----- Source data

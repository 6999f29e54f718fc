use crate::utils::{field_to_luma_f32, unit_field_to_luma8};
use image::Luma;
use imageproc::definitions::Image;
use itertools::izip;

/// Lower bound of every confidence value
pub const MIN_CONFIDENCE: f64 = 0.1;

/// Immutable snapshot of the matte between refinement iterations
///
/// Holds one alpha value in `[0, 1]` and one confidence value in
/// `[MIN_CONFIDENCE, 1]` per pixel. Each iteration consumes a snapshot by
/// reference and produces a new one; nothing is updated in place.
#[derive(Debug, Clone, PartialEq)]
pub struct MatteState {
    width: u32,
    height: u32,
    alpha: Vec<f64>,
    confidence: Vec<f64>,
}

impl MatteState {
    pub(crate) fn new(width: u32, height: u32, alpha: Vec<f64>, confidence: Vec<f64>) -> Self {
        debug_assert_eq!(alpha.len(), width as usize * height as usize);
        debug_assert_eq!(alpha.len(), confidence.len());
        Self {
            width,
            height,
            alpha,
            confidence,
        }
    }

    #[must_use]
    pub const fn dimensions(&self) -> (u32, u32) {
        (self.width, self.height)
    }

    #[must_use]
    pub fn alpha(&self) -> &[f64] {
        &self.alpha
    }

    #[must_use]
    pub fn confidence(&self) -> &[f64] {
        &self.confidence
    }

    /// Alpha of pixel `(x, y)`
    #[must_use]
    pub fn alpha_at(&self, x: u32, y: u32) -> f64 {
        self.alpha[y as usize * self.width as usize + x as usize]
    }

    /// Confidence of pixel `(x, y)`
    #[must_use]
    pub fn confidence_at(&self, x: u32, y: u32) -> f64 {
        self.confidence[y as usize * self.width as usize + x as usize]
    }

    /// Largest absolute per-pixel alpha difference to `other`
    #[must_use]
    pub fn max_alpha_delta(&self, other: &Self) -> f64 {
        izip!(&self.alpha, &other.alpha)
            .map(|(a, b)| (a - b).abs())
            .fold(0.0, f64::max)
    }

    #[must_use]
    pub fn mean_confidence(&self) -> f64 {
        self.confidence.iter().sum::<f64>() / self.confidence.len() as f64
    }

    /// 8-bit matte, alpha scaled by 255
    #[must_use]
    pub fn alpha_image(&self) -> Image<Luma<u8>> {
        unit_field_to_luma8(&self.alpha, self.width, self.height)
    }

    /// 8-bit rendering of the confidence field
    #[must_use]
    pub fn confidence_image(&self) -> Image<Luma<u8>> {
        unit_field_to_luma8(&self.confidence, self.width, self.height)
    }

    /// Floating-point matte in `[0, 1]`
    #[must_use]
    pub fn alpha_image_f32(&self) -> Image<Luma<f32>> {
        field_to_luma_f32(&self.alpha, self.width, self.height)
    }
}
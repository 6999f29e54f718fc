use crate::matting::summed_area_table::SummedAreaTable;
use itertools::{iproduct, izip};

/// 窓の境界を計算する
///
/// `half` は窓の半径（窓サイズ `2 * half + 1`）。画像境界でのクリップは
/// 積分画像側で行う。
#[inline]
fn window_bounds(x: u32, y: u32, half: u32) -> (i64, i64, i64, i64) {
    let (x, y, half) = (i64::from(x), i64::from(y), i64::from(half));
    (x - half, y - half, x + half, y + half)
}

/// 窓サイズから半径を求める（偶数サイズは切り下げ）
#[inline]
pub const fn half_width(window_size: u32) -> u32 {
    window_size.saturating_sub(1) / 2
}

/// 積分画像を使用した重みなしのボックス平均
///
/// 除数はクリップ後の実際のピクセル数であり、公称の窓面積ではない。
/// そのため定数フィールドの平均は境界でも同じ定数になる。
///
/// # 引数
///
/// * `field` - 入力フィールド（行優先順序）
/// * `width` - 画像の幅
/// * `height` - 画像の高さ
/// * `radius` - 窓の半径
#[must_use]
pub fn box_mean(field: &[f64], width: u32, height: u32, radius: u32) -> Vec<f64> {
    let sat = SummedAreaTable::from_data(field, width, height);

    iproduct!(0..height, 0..width)
        .map(|(y, x)| {
            let (x1, y1, x2, y2) = window_bounds(x, y, radius);
            let area = sat.clipped_area(x1, y1, x2, y2);
            sat.rectangle_sum(x1, y1, x2, y2) / area as f64
        })
        .collect()
}

/// 重み付き窓平均を計算するための共有状態
///
/// 重みの積分画像（分母）は一度だけ構築し、各フィールドの平均計算で再利用する。
/// 重みがすべて1の場合、分母はクリップ後のピクセル数と一致する。
#[derive(Debug, Clone)]
pub struct WeightedWindow<'a> {
    weights: &'a [f64],
    width: u32,
    height: u32,
    half: u32,
    weight_sums: Vec<f64>,
}

impl<'a> WeightedWindow<'a> {
    /// 重みフィールドと窓サイズから重み付き窓を作成する
    ///
    /// # パニック
    ///
    /// `weights` の長さが `width * height` と一致しない場合
    #[must_use]
    pub fn new(weights: &'a [f64], width: u32, height: u32, window_size: u32) -> Self {
        let half = half_width(window_size);
        let weight_sums = window_sums(weights, width, height, half);
        Self {
            weights,
            width,
            height,
            half,
            weight_sums,
        }
    }

    /// 各ピクセルにおける窓内の重みの合計
    #[must_use]
    pub fn weight_sums(&self) -> &[f64] {
        &self.weight_sums
    }

    /// 重み付き平均 `Σ(w·f) / Σw` を計算する
    ///
    /// 重みの合計が0の窓では0を返す。
    #[must_use]
    pub fn mean(&self, field: &[f64]) -> Vec<f64> {
        let weighted: Vec<f64> = izip!(field, self.weights).map(|(f, w)| f * w).collect();
        self.normalize(window_sums(&weighted, self.width, self.height, self.half))
    }

    /// 積のフィールドの重み付き平均 `E_w[XY]` を計算する
    #[must_use]
    pub fn mean_of_product(&self, x: &[f64], y: &[f64]) -> Vec<f64> {
        let weighted: Vec<f64> = izip!(x, y, self.weights)
            .map(|(a, b, w)| a * b * w)
            .collect();
        self.normalize(window_sums(&weighted, self.width, self.height, self.half))
    }

    fn normalize(&self, mut sums: Vec<f64>) -> Vec<f64> {
        for (sum, &weight_sum) in sums.iter_mut().zip(&self.weight_sums) {
            *sum = if weight_sum > 0.0 { *sum / weight_sum } else { 0.0 };
        }
        sums
    }
}

/// 各ピクセルの窓内合計（クリップあり）
fn window_sums(field: &[f64], width: u32, height: u32, half: u32) -> Vec<f64> {
    let sat = SummedAreaTable::from_data(field, width, height);

    iproduct!(0..height, 0..width)
        .map(|(y, x)| {
            let (x1, y1, x2, y2) = window_bounds(x, y, half);
            sat.rectangle_sum(x1, y1, x2, y2)
        })
        .collect()
}

/// 窓ごとの平均と共分散
///
/// `covariances` はフィールドの順序対 `(i, j)` ごとに1つの配列を持ち、
/// `i * field_count + j` の位置に格納される。`(i, j)` と `(j, i)` は
/// 同一の値を持つ。
#[derive(Debug, Clone)]
pub struct WindowedMoments {
    field_count: usize,
    means: Vec<Vec<f64>>,
    covariances: Vec<Vec<f64>>,
}

impl WindowedMoments {
    /// フィールド `i` の窓平均
    #[must_use]
    pub fn mean(&self, i: usize) -> &[f64] {
        &self.means[i]
    }

    /// フィールド `i` と `j` の窓共分散
    #[must_use]
    pub fn covariance(&self, i: usize, j: usize) -> &[f64] {
        &self.covariances[i * self.field_count + j]
    }

    /// フィールド数
    #[must_use]
    pub const fn field_count(&self) -> usize {
        self.field_count
    }
}

/// 重み付き窓平均と共分散を計算する
///
/// 共分散は `E_w[XY] - E_w[X]·E_w[Y]` で求める。各期待値は同じ重み付き
/// 窓合計の仕組みで計算されるため、ピクセルあたり O(1) で評価できる。
/// 対称性を厳密に保つため、`i <= j` の組のみ計算して複製する。
///
/// # 引数
///
/// * `fields` - 各フィールド（行優先順序、長さ `width * height`）
/// * `weights` - ピクセルごとの重み（通常は信頼度フィールド）
/// * `width` - 画像の幅
/// * `height` - 画像の高さ
/// * `window_size` - 窓の一辺のピクセル数
#[must_use]
pub fn windowed_mean_and_covariance(
    fields: &[&[f64]],
    weights: &[f64],
    width: u32,
    height: u32,
    window_size: u32,
) -> WindowedMoments {
    let window = WeightedWindow::new(weights, width, height, window_size);
    let field_count = fields.len();

    let means: Vec<Vec<f64>> = fields.iter().map(|field| window.mean(field)).collect();

    let mut covariances = vec![Vec::new(); field_count * field_count];
    for (i, j) in iproduct!(0..field_count, 0..field_count).filter(|(i, j)| i <= j) {
        let product_mean = window.mean_of_product(fields[i], fields[j]);
        let covariance: Vec<f64> = izip!(product_mean, &means[i], &means[j])
            .map(|(xy, mx, my)| mx.mul_add(-my, xy))
            .collect();
        if i != j {
            covariances[j * field_count + i] = covariance.clone();
        }
        covariances[i * field_count + j] = covariance;
    }

    WindowedMoments {
        field_count,
        means,
        covariances,
    }
}
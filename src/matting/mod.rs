pub mod boundary_distance;
pub mod fusion;
pub mod guided_filter;
pub mod initial_estimate;
pub mod local_linear;
pub mod refine;
pub mod state;
pub mod summed_area_table;
pub mod trimap;
pub mod windowed_statistics;
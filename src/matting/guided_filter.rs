//! Color-guided edge-preserving smoothing.
//!
//! Guided filter of He et al. with a three-channel guide: per window the target
//! is regressed on the guide colors, the coefficients are box-averaged, and the
//! output is `ā·I + b̄`. The refiner uses it to spread confidence along, but not
//! across, color edges.

use crate::error::GuidedFilterError;
use crate::matting::local_linear::{fit_local_linear_model, SymmetricMatrix3};
use crate::matting::windowed_statistics::box_mean;
use crate::utils::{color_at, ColorPlanes};
use itertools::izip;

/// Edge-preserving smoothing of a scalar field guided by a color image
///
/// The guide, radius and epsilon stay fixed for a whole refinement, so the
/// refiner calls [`ConfidenceSmoother::prepare`] once per window scale and
/// then applies the prepared filter to the confidence field of every
/// iteration.
pub trait ConfidenceSmoother {
    /// Precomputes everything that depends only on the guide
    ///
    /// # Errors
    ///
    /// Implementation-specific parameter validation failures.
    fn prepare<'a>(
        &self,
        guide: &'a ColorPlanes,
        width: u32,
        height: u32,
        radius: u32,
        epsilon: f64,
    ) -> Result<Box<dyn PreparedSmoother + 'a>, GuidedFilterError>;

    /// Smooths `target` using `guide` in one go
    ///
    /// # Errors
    ///
    /// Any error of [`ConfidenceSmoother::prepare`] or
    /// [`PreparedSmoother::apply`].
    fn smooth(
        &self,
        guide: &ColorPlanes,
        target: &[f64],
        width: u32,
        height: u32,
        radius: u32,
        epsilon: f64,
    ) -> Result<Vec<f64>, GuidedFilterError> {
        self.prepare(guide, width, height, radius, epsilon)?
            .apply(target)
    }
}

/// Smoothing filter bound to one guide, radius and epsilon
///
/// Window scales may be processed in parallel, hence the `Send + Sync` bound.
pub trait PreparedSmoother: Send + Sync {
    /// Smooths `target`, returning a field of the same length
    ///
    /// # Errors
    ///
    /// `GuidedFilterError::DimensionMismatch` if `target` does not have one
    /// value per guide pixel.
    fn apply(&self, target: &[f64]) -> Result<Vec<f64>, GuidedFilterError>;
}

/// Default [`ConfidenceSmoother`]: the color-guided filter
#[derive(Debug, Clone, Copy, Default)]
pub struct GuidedFilter;

impl ConfidenceSmoother for GuidedFilter {
    fn prepare<'a>(
        &self,
        guide: &'a ColorPlanes,
        width: u32,
        height: u32,
        radius: u32,
        epsilon: f64,
    ) -> Result<Box<dyn PreparedSmoother + 'a>, GuidedFilterError> {
        validate_guided_filter_params(radius, epsilon)?;
        let pixel_count = width as usize * height as usize;
        if guide.iter().any(|plane| plane.len() != pixel_count) {
            return Err(GuidedFilterError::DimensionMismatch {
                guidance_dims: (guide[0].len() as u32, 1),
                input_dims: (width, height),
            });
        }

        Ok(Box::new(GuidedFilterColor::new(
            guide, width, height, radius, epsilon,
        )))
    }
}

fn validate_guided_filter_params(radius: u32, epsilon: f64) -> Result<(), GuidedFilterError> {
    if radius == 0 {
        return Err(GuidedFilterError::InvalidRadius { radius });
    }
    if !(epsilon > 0.0 && epsilon.is_finite()) {
        return Err(GuidedFilterError::InvalidEpsilon { epsilon });
    }
    Ok(())
}

/// Guide-dependent part of the color guided filter
///
/// Window means and covariances of the guide are computed once and reused for
/// every target filtered with the same guide, radius and epsilon.
pub struct GuidedFilterColor<'a> {
    guide: &'a ColorPlanes,
    width: u32,
    height: u32,
    radius: u32,
    epsilon: f64,
    guide_mean: [Vec<f64>; 3],
    // [rr, rg, rb, gg, gb, bb]
    guide_cov: [Vec<f64>; 6],
}

impl<'a> GuidedFilterColor<'a> {
    #[must_use]
    pub fn new(guide: &'a ColorPlanes, width: u32, height: u32, radius: u32, epsilon: f64) -> Self {
        let mean = |field: &[f64]| box_mean(field, width, height, radius);
        let guide_mean: [Vec<f64>; 3] = std::array::from_fn(|c| mean(&guide[c]));

        const PAIRS: [(usize, usize); 6] = [(0, 0), (0, 1), (0, 2), (1, 1), (1, 2), (2, 2)];
        let guide_cov: [Vec<f64>; 6] = std::array::from_fn(|k| {
            let (i, j) = PAIRS[k];
            let product: Vec<f64> = izip!(&guide[i], &guide[j]).map(|(a, b)| a * b).collect();
            izip!(mean(&product), &guide_mean[i], &guide_mean[j])
                .map(|(xy, mx, my)| mx.mul_add(-my, xy))
                .collect()
        });

        Self {
            guide,
            width,
            height,
            radius,
            epsilon,
            guide_mean,
            guide_cov,
        }
    }

    /// Filters `input`, which must have one value per guide pixel
    #[must_use]
    pub fn filter(&self, input: &[f64]) -> Vec<f64> {
        let mean = |field: &[f64]| box_mean(field, self.width, self.height, self.radius);
        let input_mean = mean(input);

        // E[I_c * p]
        let cross_mean: [Vec<f64>; 3] = std::array::from_fn(|c| {
            let product: Vec<f64> = izip!(input, &self.guide[c]).map(|(p, g)| p * g).collect();
            mean(&product)
        });

        let pixel_count = input.len();
        let mut a: [Vec<f64>; 3] = std::array::from_fn(|_| Vec::with_capacity(pixel_count));
        let mut b = Vec::with_capacity(pixel_count);

        for i in 0..pixel_count {
            let mean_color = color_at(&self.guide_mean, i);
            let cross = std::array::from_fn(|c| {
                mean_color[c].mul_add(-input_mean[i], cross_mean[c][i])
            });
            let cov = SymmetricMatrix3(std::array::from_fn(|k| self.guide_cov[k][i]));

            let model = fit_local_linear_model(mean_color, input_mean[i], cov, cross, self.epsilon);
            for (plane, slope) in a.iter_mut().zip(model.a) {
                plane.push(slope);
            }
            b.push(model.b);
        }

        let a_mean: [Vec<f64>; 3] = std::array::from_fn(|c| mean(&a[c]));
        let b_mean = mean(&b);

        (0..pixel_count)
            .map(|i| {
                let color = color_at(self.guide, i);
                a_mean[2][i].mul_add(
                    color[2],
                    a_mean[1][i].mul_add(color[1], a_mean[0][i].mul_add(color[0], b_mean[i])),
                )
            })
            .collect()
    }
}

impl PreparedSmoother for GuidedFilterColor<'_> {
    fn apply(&self, target: &[f64]) -> Result<Vec<f64>, GuidedFilterError> {
        let pixel_count = self.width as usize * self.height as usize;
        if target.len() != pixel_count {
            return Err(GuidedFilterError::DimensionMismatch {
                guidance_dims: (self.width, self.height),
                input_dims: (target.len() as u32, 1),
            });
        }
        Ok(self.filter(target))
    }
}
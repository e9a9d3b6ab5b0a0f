//! Prompt construction for the conversational chain

pub mod builder;
pub mod templates;

pub use builder::{format_history, ContextBuilder};
pub use templates::{render, PromptTemplates, CONDENSE_TEMPLATE, QA_TEMPLATE};
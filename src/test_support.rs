//! Scripted doubles shared by unit tests

use crate::data::Chunk;
use crate::generation::{CausalLm, GenerationConfig, GenerationOverrides, Generator, Tokenizer};
use crate::retrieval::{Reranker, Retriever, SearchResult};
use anyhow::Result;
use std::sync::atomic::{AtomicUsize, Ordering};
use std::sync::Mutex;

/// End-of-sequence id used by the scripted model
pub const EOS: u32 = 0;

const SCRIPT_VOCAB: usize = 128;

/// One token per character, ids are code points
pub struct CharTokenizer;

impl Tokenizer for CharTokenizer {
    fn encode(&self, text: &str) -> Result<Vec<u32>> {
        Ok(text.chars().map(|c| c as u32).collect())
    }

    fn decode(&self, token_ids: &[u32]) -> Result<String> {
        token_ids
            .iter()
            .map(|&id| char::from_u32(id).ok_or_else(|| anyhow::anyhow!("invalid token id {}", id)))
            .collect()
    }
}

/// Causal LM that follows a fixed script regardless of its input
///
/// The n-th forward call since the last reset peaks at the n-th script
/// token. Past the end of the script it peaks at [`EOS`].
pub struct ScriptedLm {
    script: Vec<u32>,
    vocab: usize,
    uniform: bool,
    fail_at: Option<usize>,
    position: usize,
    calls: Vec<(usize, usize)>,
    resets: usize,
    generation_config: GenerationConfig,
}

impl ScriptedLm {
    /// Spell `text` then emit EOS
    pub fn spelling(text: &str) -> Self {
        let mut script: Vec<u32> = text.chars().map(|c| c as u32).collect();
        script.push(EOS);
        Self::with_script(script, SCRIPT_VOCAB, false)
    }

    /// Equal scores for every token
    pub fn uniform(vocab: usize) -> Self {
        Self::with_script(Vec::new(), vocab, true)
    }

    fn with_script(script: Vec<u32>, vocab: usize, uniform: bool) -> Self {
        Self {
            script,
            vocab,
            uniform,
            fail_at: None,
            position: 0,
            calls: Vec::new(),
            resets: 0,
            generation_config: GenerationConfig {
                eos_token_id: vec![EOS],
                ..Default::default()
            },
        }
    }

    /// Never emit EOS and configure no eos ids
    pub fn without_eos(mut self) -> Self {
        if self.script.last() == Some(&EOS) {
            self.script.pop();
        }
        self.generation_config.eos_token_id.clear();
        self
    }

    /// Fail the n-th forward call (0-based)
    pub fn failing_at(mut self, call: usize) -> Self {
        self.fail_at = Some(call);
        self
    }

    /// `(input length, past length)` of every forward call
    pub fn calls(&self) -> &[(usize, usize)] {
        &self.calls
    }

    pub fn resets(&self) -> usize {
        self.resets
    }
}

impl CausalLm for ScriptedLm {
    fn forward(&mut self, input_ids: &[u32], past_len: usize) -> Result<Vec<f32>> {
        let call = self.calls.len();
        self.calls.push((input_ids.len(), past_len));
        if self.fail_at == Some(call) {
            anyhow::bail!("forward pass {} failed", call);
        }

        let mut scores = vec![0.0; self.vocab];
        if !self.uniform {
            let peak = match self.script.get(self.position) {
                Some(&token) => Some(token),
                None if self.generation_config.eos_token_id.is_empty() => None,
                None => Some(EOS),
            };
            if let Some(token) = peak {
                scores[token as usize] = 10.0;
            }
        }
        self.position += 1;
        Ok(scores)
    }

    fn reset(&mut self) {
        self.position = 0;
        self.resets += 1;
    }

    fn generation_config(&self) -> &GenerationConfig {
        &self.generation_config
    }
}

/// Returns canned answers in order, repeating the last one
///
/// Streams word by word; each item is the answer so far.
pub struct ScriptedGenerator {
    responses: Vec<String>,
    prompts: Mutex<Vec<String>>,
    calls: AtomicUsize,
}

impl ScriptedGenerator {
    pub fn new(responses: Vec<&str>) -> Self {
        Self {
            responses: responses.into_iter().map(String::from).collect(),
            prompts: Mutex::new(Vec::new()),
            calls: AtomicUsize::new(0),
        }
    }

    pub fn calls(&self) -> usize {
        self.calls.load(Ordering::SeqCst)
    }

    pub fn prompts(&self) -> Vec<String> {
        self.prompts.lock().unwrap().clone()
    }
}

impl Generator for ScriptedGenerator {
    fn generate_stream(
        &self,
        prompt: &str,
        _overrides: &GenerationOverrides,
    ) -> Result<Box<dyn Iterator<Item = Result<String>> + '_>> {
        let call = self.calls.fetch_add(1, Ordering::SeqCst);
        self.prompts.lock().unwrap().push(prompt.to_string());

        let response = self
            .responses
            .get(call)
            .or(self.responses.last())
            .cloned()
            .unwrap_or_default();

        let mut ends: Vec<usize> = response
            .char_indices()
            .filter(|&(i, c)| {
                !c.is_whitespace()
                    && response[i + c.len_utf8()..]
                        .chars()
                        .next()
                        .map_or(true, char::is_whitespace)
            })
            .map(|(i, c)| i + c.len_utf8())
            .collect();
        if ends.last() != Some(&response.len()) {
            ends.push(response.len());
        }

        let partials: Vec<Result<String>> =
            ends.into_iter().map(|end| Ok(response[..end].to_string())).collect();
        Ok(Box::new(partials.into_iter()))
    }

    fn model_name(&self) -> &str {
        "scripted"
    }
}

/// Returns its chunks in order, truncated to `top_k`
pub struct StaticRetriever {
    name: String,
    chunks: Vec<Chunk>,
}

impl StaticRetriever {
    pub fn new(name: &str, chunks: Vec<Chunk>) -> Self {
        Self {
            name: name.to_string(),
            chunks,
        }
    }
}

impl Retriever for StaticRetriever {
    fn retrieve(&self, _query: &str, top_k: usize) -> Result<Vec<SearchResult>> {
        Ok(self
            .chunks
            .iter()
            .take(top_k)
            .enumerate()
            .map(|(i, chunk)| SearchResult::new(chunk.clone(), 1.0 / (i as f32 + 1.0), i + 1))
            .collect())
    }

    fn name(&self) -> &str {
        &self.name
    }
}

/// Always fails with the given message
pub struct FailingRetriever {
    name: String,
    message: String,
}

impl FailingRetriever {
    pub fn new(name: &str, message: &str) -> Self {
        Self {
            name: name.to_string(),
            message: message.to_string(),
        }
    }
}

impl Retriever for FailingRetriever {
    fn retrieve(&self, _query: &str, _top_k: usize) -> Result<Vec<SearchResult>> {
        Err(anyhow::anyhow!("{}", self.message))
    }

    fn name(&self) -> &str {
        &self.name
    }
}

/// Scores a passage by how often the query terms occur in it
pub struct KeywordReranker;

impl Reranker for KeywordReranker {
    fn score(&self, query: &str, passage: &str) -> Result<f32> {
        let passage = passage.to_lowercase();
        let score = query
            .split_whitespace()
            .map(|term| term.trim_matches(|c: char| !c.is_alphanumeric()).to_lowercase())
            .filter(|term| !term.is_empty())
            .map(|term| passage.matches(term.as_str()).count())
            .sum::<usize>();
        Ok(score as f32)
    }

    fn name(&self) -> &str {
        "keyword"
    }
}
//! Conversation memory
//!
//! Records every completed exchange of a chain. The buffer only grows.

use serde::{Deserialize, Serialize};

use super::query::ChatTurn;

/// Who produced a message
#[derive(Debug, Clone, Copy, PartialEq, Eq, Serialize, Deserialize)]
#[serde(rename_all = "lowercase")]
pub enum Role {
    Human,
    Ai,
}

#[derive(Debug, Clone, PartialEq, Eq, Serialize, Deserialize)]
pub struct Message {
    pub role: Role,
    pub content: String,
}

/// Buffer of exchanged messages, oldest first
#[derive(Debug, Clone, Default, Serialize, Deserialize)]
pub struct ConversationMemory {
    messages: Vec<Message>,
}

impl ConversationMemory {
    pub fn new() -> Self {
        Self::default()
    }

    /// Append one question and its answer
    pub fn push_turn(&mut self, question: &str, answer: &str) {
        self.messages.push(Message {
            role: Role::Human,
            content: question.to_string(),
        });
        self.messages.push(Message {
            role: Role::Ai,
            content: answer.to_string(),
        });
    }

    pub fn messages(&self) -> &[Message] {
        &self.messages
    }

    /// Recorded exchanges as question and answer pairs, oldest first
    pub fn chat_turns(&self) -> Vec<ChatTurn> {
        self.messages
            .chunks_exact(2)
            .map(|pair| ChatTurn::new(pair[0].content.as_str(), pair[1].content.as_str()))
            .collect()
    }

    /// Number of completed exchanges
    pub fn turns(&self) -> usize {
        self.messages.len() / 2
    }

    pub fn len(&self) -> usize {
        self.messages.len()
    }

    pub fn is_empty(&self) -> bool {
        self.messages.is_empty()
    }
}

#[cfg(test)]
mod tests {
    use super::*;

    #[test]
    fn test_push_turn() {
        let mut memory = ConversationMemory::new();
        assert!(memory.is_empty());

        memory.push_turn("What is mapo tofu?", "A spicy Sichuan dish.");
        memory.push_turn("Is it vegetarian?", "Not usually.");

        assert_eq!(memory.len(), 4);
        assert_eq!(memory.turns(), 2);
        assert_eq!(memory.messages()[0].role, Role::Human);
        assert_eq!(memory.messages()[3].role, Role::Ai);
        assert_eq!(memory.messages()[3].content, "Not usually.");

        let turns = memory.chat_turns();
        assert_eq!(turns.len(), 2);
        assert_eq!(turns[1], ChatTurn::new("Is it vegetarian?", "Not usually."));
    }
}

----------

*About this exercise*:
Nothing beyond the line that contains "Confidence of pixel" belongs in the answer; reproduce the entries exactly from their first line through it.

*Exercise output*:
repository 6999f29e54f718fc
use crate::utils::{field_to_luma_f32, unit_field_to_luma8};
use image::Luma;
use imageproc::definitions::Image;
use itertools::izip;

/// Lower bound of every confidence value
pub const MIN_CONFIDENCE: f64 = 0.1;

/// Immutable snapshot of the matte between refinement iterations
///
/// Holds one alpha value in `[0, 1]` and one confidence value in
/// `[MIN_CONFIDENCE, 1]` per pixel. Each iteration consumes a snapshot by
/// reference and produces a new one; nothing is updated in place.
#[derive(Debug, Clone, PartialEq)]
pub struct MatteState {
    width: u32,
    height: u32,
    alpha: Vec<f64>,
    confidence: Vec<f64>,
}

impl MatteState {
    pub(crate) fn new(width: u32, height: u32, alpha: Vec<f64>, confidence: Vec<f64>) -> Self {
        debug_assert_eq!(alpha.len(), width as usize * height as usize);
        debug_assert_eq!(alpha.len(), confidence.len());
        Self {
            width,
            height,
            alpha,
            confidence,
        }
    }

    #[must_use]
    pub const fn dimensions(&self) -> (u32, u32) {
        (self.width, self.height)
    }

    #[must_use]
    pub fn alpha(&self) -> &[f64] {
        &self.alpha
    }

    #[must_use]
    pub fn confidence(&self) -> &[f64] {
        &self.confidence
    }

    /// Alpha of pixel `(x, y)`
    #[must_use]
    pub fn alpha_at(&self, x: u32, y: u32) -> f64 {
        self.alpha[y as usize * self.width as usize + x as usize]
    }

    /// Confidence of pixel `(x, y)`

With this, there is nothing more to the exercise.